Consider any valid sequence of push and pop . The following must be true:

• There are as many push es as pop s. Otherwise, we'd get a stackoverflow or keep a cart in the spur forever.
• No cart can be pop ed before it was push ed.

And now consider the well known properties of bracketed sequences like (())()() . They have the same rules:

• There are as many ( as ) .
• There is no ) that precedes its corresponding ( .

So, if we replaced pop s and push es with ( and ) , we'd get a bracketed sequence.

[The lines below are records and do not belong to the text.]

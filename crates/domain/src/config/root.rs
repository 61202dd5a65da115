use serde::{Deserialize, Serialize};

use super::errors::ConfigError;
use super::logging::LoggingConfig;
use super::parser::ParserConfig;
use crate::dns_header::HEADER_LEN;

/// Main configuration structure for the inverse-query parser
#[derive(Debug, Clone, Deserialize, Serialize, Default)]
pub struct Config {
    /// Message source and buffer sizing
    #[serde(default)]
    pub parser: ParserConfig,

    /// Logging configuration
    #[serde(default)]
    pub logging: LoggingConfig,
}

impl Config {
    /// Load configuration from file or use defaults
    ///
    /// Priority order:
    /// 1. Explicitly provided path
    /// 2. iquery.toml in current directory
    /// 3. Default configuration
    pub fn load(path: Option<&str>, cli_overrides: CliOverrides) -> Result<Self, ConfigError> {
        let mut config = if let Some(path) = path {
            Self::from_file(path)?
        } else if std::path::Path::new("iquery.toml").exists() {
            Self::from_file("iquery.toml")?
        } else {
            Self::default()
        };

        config.apply_cli_overrides(cli_overrides);
        config.validate()?;
        Ok(config)
    }

    /// Load configuration from a specific file
    pub fn from_file(path: &str) -> Result<Self, ConfigError> {
        let contents = std::fs::read_to_string(path)
            .map_err(|e| ConfigError::FileRead(path.to_string(), e.to_string()))?;
        toml::from_str(&contents).map_err(|e| ConfigError::Parse(e.to_string()))
    }

    fn apply_cli_overrides(&mut self, overrides: CliOverrides) {
        if let Some(path) = overrides.message_path {
            self.parser.message_path = path;
        }
        if let Some(level) = overrides.log_level {
            self.logging.level = level;
        }
    }

    pub fn validate(&self) -> Result<(), ConfigError> {
        if self.parser.message_capacity < HEADER_LEN {
            return Err(ConfigError::Validation(format!(
                "message_capacity must be at least {} bytes, got {}",
                HEADER_LEN, self.parser.message_capacity
            )));
        }

        if self.parser.answer_capacity == 0 {
            return Err(ConfigError::Validation(
                "answer_capacity cannot be 0".to_string(),
            ));
        }

        if self.parser.message_path.is_empty() {
            return Err(ConfigError::Validation(
                "message_path cannot be empty".to_string(),
            ));
        }

        Ok(())
    }
}

/// Command-line overrides for configuration
#[derive(Debug, Default)]
pub struct CliOverrides {
    pub message_path: Option<String>,
    pub log_level: Option<String>,
}
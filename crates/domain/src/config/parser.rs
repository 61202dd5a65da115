use serde::{Deserialize, Serialize};

#[derive(Debug, Clone, Deserialize, Serialize)]
pub struct ParserConfig {
    /// File the raw message bytes are read from
    #[serde(default = "default_message_path")]
    pub message_path: String,

    /// Upper bound on bytes read into the message buffer
    #[serde(default = "default_message_capacity")]
    pub message_capacity: usize,

    /// Capacity of the answer buffer the extracted name is copied into
    #[serde(default = "default_answer_capacity")]
    pub answer_capacity: usize,
}

impl Default for ParserConfig {
    fn default() -> Self {
        Self {
            message_path: default_message_path(),
            message_capacity: default_message_capacity(),
            answer_capacity: default_answer_capacity(),
        }
    }
}

fn default_message_path() -> String {
    "iquery-file".to_string()
}

fn default_message_capacity() -> usize {
    10_000
}

fn default_answer_capacity() -> usize {
    2
}
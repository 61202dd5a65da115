use iquery_domain::WireError;

const COMPRESSION_MASK: u8 = 0xC0;

/// Advances past an encoded name without decoding it.
pub trait NameSkipper {
    /// Returns the number of bytes the name at `start` occupies.
    ///
    /// Fails when the encoding is malformed or the name does not end
    /// at or before `end`.
    fn skip_name(&self, message: &[u8], start: usize, end: usize) -> Result<usize, WireError>;
}

/// Skips uncompressed labels and stops after the first compression pointer.
#[derive(Debug, Clone, Copy, Default)]
pub struct CompressedNameSkipper;

impl NameSkipper for CompressedNameSkipper {
    fn skip_name(&self, message: &[u8], start: usize, end: usize) -> Result<usize, WireError> {
        let end = end.min(message.len());
        let mut pos = start;

        loop {
            if pos >= end {
                return Err(WireError::NameFormat(start));
            }
            let label_len = message[pos];
            pos += 1;

            match label_len & COMPRESSION_MASK {
                0x00 if label_len == 0 => break,
                0x00 => pos += label_len as usize,
                COMPRESSION_MASK => {
                    pos += 1;
                    break;
                }
                // 0x40 and 0x80: extended label types are not accepted
                _ => return Err(WireError::NameFormat(start)),
            }
        }

        if pos > end {
            return Err(WireError::NameFormat(start));
        }
        Ok(pos - start)
    }
}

As we are aware of, the number of such sequences are the Catalan Numbers

As a Dynamic Programming lover, my solution is a little different from Agnishom's.

Let $dp(i)$ be the number of permutations we can have for $i$ carts. Clearly, $dp(0) = dp(1) = 1$ . For $i>1$ , we have the following recurrence relation,

$dp(i)=\sum_{j=0}^{i-1} dp(j) * dp(i-j-1)$

Why does this work? When we added another element, consider the moment it goes to the right track. if it is on the $j^{\text{th}}$ position (0-indexed) that means there are $j$ elements infront of it and they have $dp(j)$ number of permutations which we have already compute. Similarly, behind it will have $i-j-1$ elements with $dp(i-j-1)$ number of permutations.